→ Material supplied
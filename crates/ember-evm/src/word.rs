//! 256-bit word arithmetic
//!
//! Unsigned operations wrap modulo 2^256. Signed operations reinterpret
//! their operands as two's-complement integers (bit 255 is the sign) and
//! re-encode negative results back to their unsigned bit pattern.
//! Division and modulus by zero yield zero.

use ember_primitives::{Word, U512};

/// Zero word
pub const ZERO: Word = Word::zero();

/// Convert a flag to 1 or 0
pub fn from_bool(flag: bool) -> Word {
    if flag {
        Word::one()
    } else {
        Word::zero()
    }
}

/// Narrow a word to usize if it fits
pub fn to_usize(value: &Word) -> Option<usize> {
    if *value > Word::from(usize::MAX) {
        None
    } else {
        Some(value.low_u64() as usize)
    }
}

/// Check if a value is negative in two's complement
pub fn is_negative(value: &Word) -> bool {
    value.bit(255)
}

/// Two's complement negation: !v + 1
pub fn negate(value: Word) -> Word {
    (!value).overflowing_add(Word::one()).0
}

fn abs(value: Word) -> Word {
    if is_negative(&value) {
        negate(value)
    } else {
        value
    }
}

/// Low 256 bits of a 512-bit intermediate
fn low_half(value: U512) -> Word {
    let mut buf = [0u8; 64];
    value.to_big_endian(&mut buf);
    Word::from_big_endian(&buf[32..])
}

/// a + b mod 2^256
pub fn add(a: Word, b: Word) -> Word {
    a.overflowing_add(b).0
}

/// a - b mod 2^256
pub fn sub(a: Word, b: Word) -> Word {
    a.overflowing_sub(b).0
}

/// a * b mod 2^256
pub fn mul(a: Word, b: Word) -> Word {
    a.overflowing_mul(b).0
}

/// Unsigned division, zero when b is zero
pub fn div(a: Word, b: Word) -> Word {
    if b.is_zero() {
        ZERO
    } else {
        a / b
    }
}

/// Unsigned modulus, zero when b is zero
pub fn rem(a: Word, b: Word) -> Word {
    if b.is_zero() {
        ZERO
    } else {
        a % b
    }
}

/// Signed division truncating toward zero, zero when b is zero.
///
/// `-2^255 / -1` overflows back to `-2^255`.
pub fn sdiv(a: Word, b: Word) -> Word {
    if b.is_zero() {
        return ZERO;
    }
    let quotient = abs(a) / abs(b);
    if is_negative(&a) != is_negative(&b) {
        negate(quotient)
    } else {
        quotient
    }
}

/// Signed modulus taking the sign of the dividend, zero when b is zero
pub fn smod(a: Word, b: Word) -> Word {
    if b.is_zero() {
        return ZERO;
    }
    let remainder = abs(a) % abs(b);
    if is_negative(&a) {
        negate(remainder)
    } else {
        remainder
    }
}

/// (a + b) mod n without losing the carry, zero when n is zero
pub fn addmod(a: Word, b: Word, n: Word) -> Word {
    if n.is_zero() {
        return ZERO;
    }
    let sum = U512::from(a) + U512::from(b);
    low_half(sum % U512::from(n))
}

/// (a * b) mod n over the full 512-bit product, zero when n is zero
pub fn mulmod(a: Word, b: Word, n: Word) -> Word {
    if n.is_zero() {
        return ZERO;
    }
    low_half(a.full_mul(b) % U512::from(n))
}

/// base ^ exponent mod 2^256
pub fn exp(base: Word, exponent: Word) -> Word {
    base.overflowing_pow(exponent).0
}

/// Sign-extend `value` from the byte at index `byte` (0 = least significant)
pub fn signextend(byte: Word, value: Word) -> Word {
    if byte >= Word::from(31u64) {
        return value;
    }
    let sign_bit = byte.low_u64() as usize * 8 + 7;
    let mask = (Word::one() << (sign_bit + 1)) - 1;
    if value.bit(sign_bit) {
        value | !mask
    } else {
        value & mask
    }
}

/// Signed a < b
pub fn slt(a: &Word, b: &Word) -> bool {
    match (is_negative(a), is_negative(b)) {
        (true, false) => true,
        (false, true) => false,
        _ => a < b,
    }
}

/// Signed a > b
pub fn sgt(a: &Word, b: &Word) -> bool {
    slt(b, a)
}

/// Big-endian byte `index` of `value` (0 = most significant), zero past 31
pub fn byte(index: Word, value: Word) -> Word {
    if index >= Word::from(32u64) {
        return ZERO;
    }
    let index = index.low_u64() as usize;
    Word::from(value.byte(31 - index))
}

/// value << shift, zero once shift reaches 256
pub fn shl(shift: Word, value: Word) -> Word {
    if shift >= Word::from(256u64) {
        return ZERO;
    }
    value << (shift.low_u64() as usize)
}

/// Logical value >> shift, zero once shift reaches 256
pub fn shr(shift: Word, value: Word) -> Word {
    if shift >= Word::from(256u64) {
        return ZERO;
    }
    value >> (shift.low_u64() as usize)
}

/// Arithmetic value >> shift, filling with the sign bit
pub fn sar(shift: Word, value: Word) -> Word {
    let negative = is_negative(&value);
    if shift >= Word::from(256u64) {
        return if negative { Word::MAX } else { ZERO };
    }
    let shift = shift.low_u64() as usize;
    if negative {
        !((!value) >> shift)
    } else {
        value >> shift
    }
}

#[cfg(test)]
mod tests {
    use super::*;

    fn w(n: u64) -> Word {
        Word::from(n)
    }

    fn neg(n: u64) -> Word {
        negate(w(n))
    }

    #[test]
    fn test_add_wraps() {
        assert_eq!(add(w(1), w(2)), w(3));
        assert_eq!(add(Word::MAX, w(2)), w(1));
    }

    #[test]
    fn test_sub_wraps() {
        assert_eq!(sub(w(10), w(3)), w(7));
        assert_eq!(sub(w(0), w(1)), Word::MAX);
    }

    #[test]
    fn test_mul_wraps() {
        assert_eq!(mul(w(6), w(7)), w(42));
        assert_eq!(mul(Word::MAX, w(2)), Word::MAX - 1);
    }

    #[test]
    fn test_div_and_rem_by_zero() {
        assert_eq!(div(w(10), w(0)), ZERO);
        assert_eq!(rem(w(10), w(0)), ZERO);
        assert_eq!(sdiv(neg(10), w(0)), ZERO);
        assert_eq!(smod(neg(10), w(0)), ZERO);
    }

    #[test]
    fn test_div_and_rem() {
        assert_eq!(div(w(10), w(3)), w(3));
        assert_eq!(rem(w(10), w(3)), w(1));
    }

    #[test]
    fn test_sdiv() {
        assert_eq!(sdiv(neg(10), neg(2)), w(5));
        assert_eq!(sdiv(neg(10), w(3)), neg(3));
        assert_eq!(sdiv(w(10), neg(3)), neg(3));
        let min = Word::one() << 255;
        assert_eq!(sdiv(min, Word::MAX), min);
    }

    #[test]
    fn test_smod() {
        assert_eq!(smod(neg(8), neg(3)), neg(2));
        assert_eq!(smod(w(8), neg(3)), w(2));
        assert_eq!(smod(neg(8), w(3)), neg(2));
    }

    #[test]
    fn test_addmod_keeps_carry() {
        assert_eq!(addmod(w(10), w(10), w(8)), w(4));
        assert_eq!(addmod(Word::MAX, w(2), w(2)), w(1));
        assert_eq!(addmod(w(1), w(1), w(0)), ZERO);
    }

    #[test]
    fn test_mulmod_full_product() {
        assert_eq!(mulmod(w(10), w(10), w(8)), w(4));
        assert_eq!(mulmod(Word::MAX, Word::MAX, w(12)), w(9));
        assert_eq!(mulmod(w(3), w(3), w(0)), ZERO);
    }

    #[test]
    fn test_exp() {
        assert_eq!(exp(w(10), w(2)), w(100));
        assert_eq!(exp(w(2), w(256)), ZERO);
        assert_eq!(exp(w(0), w(0)), w(1));
    }

    #[test]
    fn test_signextend() {
        assert_eq!(signextend(w(0), w(0xFF)), Word::MAX);
        assert_eq!(signextend(w(0), w(0x7F)), w(0x7F));
        assert_eq!(signextend(w(1), w(0xFF_7F)), Word::MAX - 0x80);
        assert_eq!(signextend(w(31), w(0xFF)), w(0xFF));
        assert_eq!(signextend(Word::MAX, w(0xFF)), w(0xFF));
    }

    #[test]
    fn test_signed_comparison() {
        assert!(slt(&neg(1), &w(0)));
        assert!(!slt(&w(0), &neg(1)));
        assert!(sgt(&w(10), &w(9)));
        assert!(sgt(&neg(1), &neg(2)));
        assert!(!slt(&w(5), &w(5)));
    }

    #[test]
    fn test_byte() {
        let value = w(0xFF) << 248;
        assert_eq!(byte(w(0), value), w(0xFF));
        assert_eq!(byte(w(31), w(0xAB)), w(0xAB));
        assert_eq!(byte(w(32), Word::MAX), ZERO);
    }

    #[test]
    fn test_shifts() {
        assert_eq!(shl(w(1), w(1)), w(2));
        assert_eq!(shl(w(4), Word::MAX), Word::MAX - 0x0F);
        assert_eq!(shl(w(256), w(1)), ZERO);
        assert_eq!(shr(w(1), w(2)), w(1));
        assert_eq!(shr(w(256), Word::MAX), ZERO);
    }

    #[test]
    fn test_sar() {
        assert_eq!(sar(w(1), w(2)), w(1));
        assert_eq!(sar(w(4), neg(16)), neg(1));
        assert_eq!(sar(w(256), neg(1)), Word::MAX);
        assert_eq!(sar(w(300), w(5)), ZERO);
    }

    #[test]
    fn test_usize_conversion() {
        assert_eq!(to_usize(&w(42)), Some(42));
        assert_eq!(to_usize(&Word::MAX), None);
    }
}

→ What is being asked
Filter the entries above and return only the lines holding "Some".

→ Answer below
        Some(value.low_u64() as usize)
        assert_eq!(to_usize(&w(42)), Some(42));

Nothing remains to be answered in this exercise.